A ceux qui s'horrifiaient du délire matérialiste qui s'emparait alors du rap grand public, et qui cherchaient dans la scène indé un hip-hop réfléchi, adulte et responsable, Vordul et Vast Aire offraient des paroles dépourvues de misogynie et de bling-bling. Ce qui les intéressait, au contraire, c'étaient les déclassés, les déshérités, comparés à des pigeons sur le splendide titre du même nom. Et s'ils parlaient de drogue, c'était pour en dépeindre les affres, les dangers, les impasses, pour le présenter comme un mal destiné à chasser le pire, sur "Painkillers".

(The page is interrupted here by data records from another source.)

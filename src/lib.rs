//! # cvforge
//!
//! Résumé export engine for Rust.
//!
//! This library turns a structured CV record into print-ready documents:
//! a paginated A4 PDF with embedded Unicode fonts, a Word-compatible DOCX
//! package, and a JSON export document.
//!
//! ## Quick Start
//!
//! ```no_run
//! use cvforge::{generate_docx, generate_pdf, load_file};
//!
//! fn main() -> cvforge::Result<()> {
//!     let cv = load_file("cv.json")?;
//!
//!     std::fs::write("cv.pdf", generate_pdf(&cv)?)?;
//!     std::fs::write("cv.docx", generate_docx(&cv)?)?;
//!
//!     Ok(())
//! }
//! ```
//!
//! ## Features
//!
//! - **One outline, many formats**: PDF and DOCX render the same normalized
//!   section list, so headings, order and bullet lines always agree
//! - **Unicode PDF text**: embedded DejaVu Sans faces with extractable text
//! - **Style overrides**: five configurable style slots with built-in defaults
//! - **Localized labels**: section headings and the "Present" word
//! - **Deterministic output**: identical input produces identical bytes
//! - **Parallel export**: render several formats at once with Rayon

pub mod convert;
pub mod detect;
pub mod error;
pub mod model;
pub mod render;

// Re-export commonly used types
pub use convert::{
    suggested_filename, DocumentExporter, ExportFormat, ExportResult, ExporterRegistry,
};
pub use detect::{detect_format_from_bytes, detect_format_from_path};
pub use error::{Error, Result};
pub use model::{
    Certification, Cv, CvData, CvExport, CvVersion, Education, Experience, FontStyle, Language,
    PersonalInfo, Rgb, SectionLabels, SkillGroup, StyleConfig,
};
pub use render::{
    format_date_range, from_json, generate_docx, generate_pdf, import_json, normalize_description,
    to_json, EffectiveStyles, ExportOptions, ExportStats, ImportedCv, JsonFormat, PageSetup,
};

use std::path::Path;

/// Load a CV from a JSON file.
///
/// Accepts both a `{title, data}` record and an export document.
///
/// # Example
///
/// ```no_run
/// use cvforge::load_file;
///
/// let cv = load_file("cv.json").unwrap();
/// println!("{}", cv.title);
/// ```
pub fn load_file<P: AsRef<Path>>(path: P) -> Result<Cv> {
    let bytes = std::fs::read(path)?;
    from_json(&bytes)
}

/// Export a CV in one format with default options.
///
/// # Example
///
/// ```no_run
/// use cvforge::{export, Cv, CvData, ExportFormat};
///
/// let cv = Cv::new("My CV", CvData::default());
/// let result = export(&cv, ExportFormat::Docx).unwrap();
/// std::fs::write(&result.filename, &result.bytes).unwrap();
/// ```
pub fn export(cv: &Cv, format: ExportFormat) -> Result<ExportResult> {
    export_with_options(cv, format, &ExportOptions::default())
}

/// Export a CV in one format with custom options.
pub fn export_with_options(cv: &Cv, format: ExportFormat, options: &ExportOptions) -> Result<ExportResult> {
    ExporterRegistry::with_defaults().export(cv, format.extension(), options)
}

/// Builder for exporting CVs.
///
/// # Example
///
/// ```no_run
/// use cvforge::{CvForge, ExportFormat, JsonFormat, PageSetup};
///
/// let cv = cvforge::load_file("cv.json")?;
/// let results = CvForge::new()
///     .with_page(PageSetup::letter())
///     .with_json_format(JsonFormat::Compact)
///     .with_stats()
///     .export_all(&cv, &ExportFormat::ALL)?;
/// # Ok::<(), cvforge::Error>(())
/// ```
pub struct CvForge {
    options: ExportOptions,
    registry: ExporterRegistry,
}

impl CvForge {
    /// Create a new builder with the default exporters.
    pub fn new() -> Self {
        Self {
            options: ExportOptions::default(),
            registry: ExporterRegistry::with_defaults(),
        }
    }

    /// Set the PDF page geometry.
    pub fn with_page(mut self, page: PageSetup) -> Self {
        self.options = self.options.with_page(page);
        self
    }

    /// Set the JSON layout.
    pub fn with_json_format(mut self, format: JsonFormat) -> Self {
        self.options = self.options.with_json_format(format);
        self
    }

    /// Collect rendering statistics.
    pub fn with_stats(mut self) -> Self {
        self.options = self.options.with_stats(true);
        self
    }

    /// Pin the JSON export timestamp.
    pub fn with_exported_at(mut self, at: chrono::DateTime<chrono::Utc>) -> Self {
        self.options = self.options.with_exported_at(at);
        self
    }

    /// Register an additional exporter.
    pub fn with_exporter(mut self, exporter: std::sync::Arc<dyn DocumentExporter>) -> Self {
        self.registry.register(exporter);
        self
    }

    /// The options used for every export.
    pub fn options(&self) -> &ExportOptions {
        &self.options
    }

    /// Render a PDF.
    pub fn pdf(&self, cv: &Cv) -> Result<Vec<u8>> {
        Ok(render::render_pdf(cv, &self.options.page)?.bytes)
    }

    /// Render a DOCX package.
    pub fn docx(&self, cv: &Cv) -> Result<Vec<u8>> {
        generate_docx(cv)
    }

    /// Render a JSON export document.
    pub fn json(&self, cv: &Cv) -> Result<String> {
        render::cv_to_json(cv, self.options.export_time(), self.options.json_format)
    }

    /// Export in one format.
    pub fn export(&self, cv: &Cv, format: ExportFormat) -> Result<ExportResult> {
        self.registry.export(cv, format.extension(), &self.options)
    }

    /// Export in several formats in parallel, keeping the requested order.
    pub fn export_all(&self, cv: &Cv, formats: &[ExportFormat]) -> Result<Vec<ExportResult>> {
        let exts: Vec<&str> = formats.iter().map(|f| f.extension()).collect();
        self.registry.export_all(cv, &exts, &self.options)
    }

    /// Export to a file, choosing the format from its extension.
    pub fn export_to_path<P: AsRef<Path>>(&self, cv: &Cv, path: P) -> Result<ExportResult> {
        self.registry.export_to_path(cv, path.as_ref(), &self.options)
    }
}

impl Default for CvForge {
    fn default() -> Self {
        Self::new()
    }
}

#[cfg(test)]
mod tests {
    use super::*;

    fn sample() -> Cv {
        let mut data = CvData::default();
        data.personal.first_name = "Margaret".into();
        data.personal.last_name = "Hamilton".into();
        data.summary = "Software engineering pioneer.".into();
        Cv::new("Hamilton CV", data)
    }

    #[test]
    fn test_builder_defaults() {
        let forge = CvForge::default();
        assert_eq!(forge.options().page, PageSetup::a4());
        assert!(!forge.options().collect_stats);
        assert_eq!(forge.options().json_format, JsonFormat::Pretty);
    }

    #[test]
    fn test_builder_chained() {
        let forge = CvForge::new()
            .with_page(PageSetup::letter())
            .with_json_format(JsonFormat::Compact)
            .with_stats();
        assert_eq!(forge.options().page, PageSetup::letter());
        assert_eq!(forge.options().json_format, JsonFormat::Compact);
        assert!(forge.options().collect_stats);
    }

    #[test]
    fn test_export_free_function() {
        let result = export(&sample(), ExportFormat::Pdf).unwrap();
        assert_eq!(result.filename, "Hamilton CV.pdf");
        assert_eq!(detect_format_from_bytes(&result.bytes).unwrap(), ExportFormat::Pdf);
    }

    #[test]
    fn test_export_all_keeps_order() {
        let results = CvForge::new()
            .with_stats()
            .export_all(&sample(), &[ExportFormat::Json, ExportFormat::Docx, ExportFormat::Pdf])
            .unwrap();
        let formats: Vec<_> = results.iter().map(|r| r.format).collect();
        assert_eq!(
            formats,
            vec![ExportFormat::Json, ExportFormat::Docx, ExportFormat::Pdf]
        );
        for result in &results {
            assert_eq!(detect_format_from_bytes(&result.bytes).unwrap(), result.format);
            assert_eq!(result.stats.as_ref().unwrap().section_count, 1);
        }
    }

    #[test]
    fn test_builder_pdf_matches_free_function() {
        let cv = sample();
        assert_eq!(CvForge::new().pdf(&cv).unwrap(), generate_pdf(&cv).unwrap());
        assert_eq!(CvForge::new().docx(&cv).unwrap(), generate_docx(&cv).unwrap());
    }

    #[test]
    fn test_load_file_missing() {
        let result = load_file("/nonexistent/cv.json");
        assert!(matches!(result, Err(Error::Io(_))));
    }
}
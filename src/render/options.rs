//! Export options and page geometry.

use chrono::{DateTime, Utc};

use super::JsonFormat;

/// Page geometry in millimetres.
#[derive(Debug, Clone, Copy, PartialEq)]
pub struct PageSetup {
    /// Page width
    pub width_mm: f32,

    /// Page height
    pub height_mm: f32,

    /// Left, top and right margin
    pub margin_mm: f32,

    /// Distance from the bottom edge that triggers a page break
    pub break_margin_mm: f32,
}

impl PageSetup {
    /// Portrait A4 with 25 mm margins on every side.
    pub const fn a4() -> Self {
        Self {
            width_mm: 210.0,
            height_mm: 297.0,
            margin_mm: 25.0,
            break_margin_mm: 25.0,
        }
    }

    /// Portrait US Letter with the same margins as [`PageSetup::a4`].
    pub const fn letter() -> Self {
        Self {
            width_mm: 215.9,
            height_mm: 279.4,
            margin_mm: 25.0,
            break_margin_mm: 25.0,
        }
    }

    /// Set the left, top and right margin.
    pub fn with_margin(mut self, margin_mm: f32) -> Self {
        self.margin_mm = margin_mm.max(0.0);
        self
    }

    /// Set the bottom break margin.
    pub fn with_break_margin(mut self, margin_mm: f32) -> Self {
        self.break_margin_mm = margin_mm.max(0.0);
        self
    }

    /// Width available between the side margins.
    pub fn content_width(&self) -> f32 {
        (self.width_mm - 2.0 * self.margin_mm).max(0.0)
    }

    /// Lowest y coordinate a line may reach before breaking.
    pub fn break_threshold(&self) -> f32 {
        self.height_mm - self.break_margin_mm
    }
}

impl Default for PageSetup {
    fn default() -> Self {
        Self::a4()
    }
}

/// Options controlling an export.
#[derive(Debug, Clone)]
pub struct ExportOptions {
    /// PDF page geometry
    pub page: PageSetup,

    /// Layout of JSON output
    pub json_format: JsonFormat,

    /// Collect statistics during rendering
    pub collect_stats: bool,

    /// Timestamp written into JSON exports; the current time when unset
    pub exported_at: Option<DateTime<Utc>>,
}

impl ExportOptions {
    /// Create new export options with defaults.
    pub fn new() -> Self {
        Self::default()
    }

    /// Set the page geometry.
    pub fn with_page(mut self, page: PageSetup) -> Self {
        self.page = page;
        self
    }

    /// Set the JSON layout.
    pub fn with_json_format(mut self, format: JsonFormat) -> Self {
        self.json_format = format;
        self
    }

    /// Enable statistics collection during rendering.
    pub fn with_stats(mut self, collect: bool) -> Self {
        self.collect_stats = collect;
        self
    }

    /// Pin the JSON export timestamp.
    pub fn with_exported_at(mut self, at: DateTime<Utc>) -> Self {
        self.exported_at = Some(at);
        self
    }

    /// The JSON export timestamp to use for this call.
    pub fn export_time(&self) -> DateTime<Utc> {
        self.exported_at.unwrap_or_else(Utc::now)
    }
}

impl Default for ExportOptions {
    fn default() -> Self {
        Self {
            page: PageSetup::a4(),
            json_format: JsonFormat::Pretty,
            collect_stats: false,
            exported_at: None,
        }
    }
}
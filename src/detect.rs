//! Output format detection.
//!
//! Recognises the artifacts this crate produces from their leading bytes.

use crate::convert::ExportFormat;
use crate::error::{Error, Result};
use std::fs::File;
use std::io::Read;
use std::path::Path;

/// PDF magic bytes: %PDF-
const PDF_MAGIC: &[u8] = b"%PDF-";
/// ZIP local file header signature.
const ZIP_MAGIC: &[u8] = b"PK\x03\x04";
const UTF8_BOM: &[u8] = b"\xEF\xBB\xBF";
const VERSION_LEN: usize = 3; // e.g., "1.7"

/// Bytes read from the start of a file for detection.
const SNIFF_LEN: u64 = 64;

/// Detect the output format of a file.
///
/// # Example
/// ```no_run
/// use cvforge::detect::detect_format_from_path;
///
/// let format = detect_format_from_path("resume.pdf").unwrap();
/// println!("{}", format);
/// ```
pub fn detect_format_from_path<P: AsRef<Path>>(path: P) -> Result<ExportFormat> {
    let mut header = Vec::with_capacity(SNIFF_LEN as usize);
    File::open(path)?.take(SNIFF_LEN).read_to_end(&mut header)?;
    detect_format_from_bytes(&header)
}

/// Detect the output format of a byte sequence.
///
/// `%PDF-` is a PDF, a ZIP local file header is a DOCX package, and a
/// `{` after optional whitespace (and byte-order mark) is JSON.
pub fn detect_format_from_bytes(data: &[u8]) -> Result<ExportFormat> {
    if data.starts_with(PDF_MAGIC) {
        return Ok(ExportFormat::Pdf);
    }
    if data.starts_with(ZIP_MAGIC) {
        return Ok(ExportFormat::Docx);
    }

    let text = data.strip_prefix(UTF8_BOM).unwrap_or(data);
    match text.iter().find(|b| !b.is_ascii_whitespace()) {
        Some(b'{') => Ok(ExportFormat::Json),
        _ => Err(Error::UnknownFormat),
    }
}

/// PDF version from a header such as `%PDF-1.7`.
pub fn pdf_version(data: &[u8]) -> Option<String> {
    let version = data.strip_prefix(PDF_MAGIC)?.get(..VERSION_LEN)?;
    match version {
        [major, b'.', minor] if major.is_ascii_digit() && minor.is_ascii_digit() => {
            Some(String::from_utf8_lossy(version).into_owned())
        }
        _ => None,
    }
}
//! Visitor pattern over the normalized résumé outline.
//!
//! Every output format is produced by a visitor walked over the same
//! [`ResumeOutline`], so the formats cannot disagree on section order,
//! skipped sections or line content. Only markup and geometry differ.
//!
//! # Example
//!
//! ```
//! use cvforge::model::{Cv, CvData};
//! use cvforge::render::outline::{ResumeOutline, Section};
//! use cvforge::render::visitor::{walk, OutlineVisitor};
//!
//! #[derive(Default)]
//! struct SectionCounter(usize);
//!
//! impl OutlineVisitor for SectionCounter {
//!     fn start_section(&mut self, _section: &Section) {
//!         self.0 += 1;
//!     }
//! }
//!
//! let mut data = CvData::default();
//! data.summary = "Systems programmer.".into();
//! let outline = ResumeOutline::build(&Cv::new("CV", data));
//!
//! let mut counter = SectionCounter::default();
//! walk(&outline, &mut counter);
//! assert_eq!(counter.0, 1);
//! ```

use super::outline::{BulletLine, Entry, Header, ResumeOutline, Section, SectionItem, SectionKind};

/// Callbacks invoked while walking an outline.
///
/// All methods do nothing by default.
pub trait OutlineVisitor {
    /// Called once, before any section.
    fn visit_header(&mut self, header: &Header) {
        let _ = header;
    }

    /// Called before the items of a section.
    fn start_section(&mut self, section: &Section) {
        let _ = section;
    }

    /// Called for a free-text paragraph (the summary).
    fn visit_paragraph(&mut self, kind: SectionKind, text: &str) {
        let _ = (kind, text);
    }

    /// Called for a standalone bullet line (skills, languages).
    fn visit_bullet(&mut self, kind: SectionKind, bullet: &BulletLine) {
        let _ = (kind, bullet);
    }

    /// Called for a titled entry (experience, education, certification).
    fn visit_entry(&mut self, kind: SectionKind, entry: &Entry) {
        let _ = (kind, entry);
    }

    /// Called after the items of a section.
    fn end_section(&mut self, section: &Section) {
        let _ = section;
    }

    /// Called once, after the last section.
    fn end_outline(&mut self) {}
}

/// Walk an outline in document order, dispatching to `visitor`.
pub fn walk<V: OutlineVisitor + ?Sized>(outline: &ResumeOutline, visitor: &mut V) {
    visitor.visit_header(&outline.header);

    for section in &outline.sections {
        visitor.start_section(section);
        for item in &section.items {
            match item {
                SectionItem::Paragraph(text) => visitor.visit_paragraph(section.kind, text),
                SectionItem::Bullet(bullet) => visitor.visit_bullet(section.kind, bullet),
                SectionItem::Entry(entry) => visitor.visit_entry(section.kind, entry),
            }
        }
        visitor.end_section(section);
    }

    visitor.end_outline();
}

/// Visitor that records section headings in emission order.
#[derive(Debug, Clone, Default)]
pub struct HeadingCollector {
    headings: Vec<String>,
}

impl HeadingCollector {
    /// Create an empty collector.
    pub fn new() -> Self {
        Self::default()
    }

    /// Headings seen so far.
    pub fn headings(&self) -> &[String] {
        &self.headings
    }

    /// Consume the collector, returning the headings.
    pub fn into_headings(self) -> Vec<String> {
        self.headings
    }
}

impl OutlineVisitor for HeadingCollector {
    fn start_section(&mut self, section: &Section) {
        self.headings.push(section.heading.clone());
    }
}

/// Visitor that forwards every callback to a chain of visitors, in order.
pub struct CompositeVisitor<'a> {
    visitors: Vec<&'a mut dyn OutlineVisitor>,
}

impl<'a> CompositeVisitor<'a> {
    /// Create an empty chain.
    pub fn new() -> Self {
        Self {
            visitors: Vec::new(),
        }
    }

    /// Append a visitor to the chain.
    pub fn with_visitor(mut self, visitor: &'a mut dyn OutlineVisitor) -> Self {
        self.visitors.push(visitor);
        self
    }
}

impl Default for CompositeVisitor<'_> {
    fn default() -> Self {
        Self::new()
    }
}

impl OutlineVisitor for CompositeVisitor<'_> {
    fn visit_header(&mut self, header: &Header) {
        for visitor in &mut self.visitors {
            visitor.visit_header(header);
        }
    }

    fn start_section(&mut self, section: &Section) {
        for visitor in &mut self.visitors {
            visitor.start_section(section);
        }
    }

    fn visit_paragraph(&mut self, kind: SectionKind, text: &str) {
        for visitor in &mut self.visitors {
            visitor.visit_paragraph(kind, text);
        }
    }

    fn visit_bullet(&mut self, kind: SectionKind, bullet: &BulletLine) {
        for visitor in &mut self.visitors {
            visitor.visit_bullet(kind, bullet);
        }
    }

    fn visit_entry(&mut self, kind: SectionKind, entry: &Entry) {
        for visitor in &mut self.visitors {
            visitor.visit_entry(kind, entry);
        }
    }

    fn end_section(&mut self, section: &Section) {
        for visitor in &mut self.visitors {
            visitor.end_section(section);
        }
    }

    fn end_outline(&mut self) {
        for visitor in &mut self.visitors {
            visitor.end_outline();
        }
    }
}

A ceux qui pleuraient la fin d'un rap fondé sur la virtuosité des flows et la subtilité des rimes, Vordul offrait un phrasé acrobatique. Et si Vast Aire proposait tout le contraire avec sa voix chaude d'obèse et son phrasé plus lent, il n'en était que plus impressionnant, surtout quand il déployait son talent pour l'abstraction. Les deux hommes, en effet, maniaient les concepts et les métaphores, comme quand ils faisaient suivre "Pigeon" par une autre métaphore aviaire, un titre bonus que la tradition a nommé "Scream Phoenix", et qui était tout son contraire : résolu plutôt que pessimiste, ambient et électronique, quand l'autre était âpre et rock.

De l'électronique bizarre et démembrée, des guitares rock abrasives, The Cold Vein procurait également cela, via la production très prog rap d'El-P, attirant à lui tout ce public branché à courte vue, qui n'aime le hip-hop que quand il adopte ses propres termes. Oui, ceux-là aussi, Cannibal Ox les fascinait. Le duo, en fait, avait fédéré le plus grand public que ce rap underground ait connu, avant qu'il ne se désagrège et qu'il ne disparaisse. Qu'importe au fond, si The Cold Vein, globalement brillant, ait aussi des défauts et des passages à vide. Tant pis s'il n'est pas, loin s'en faut, le meilleur album de l'ère indé. Il a été plus que cela. Il a été, l'ère indé.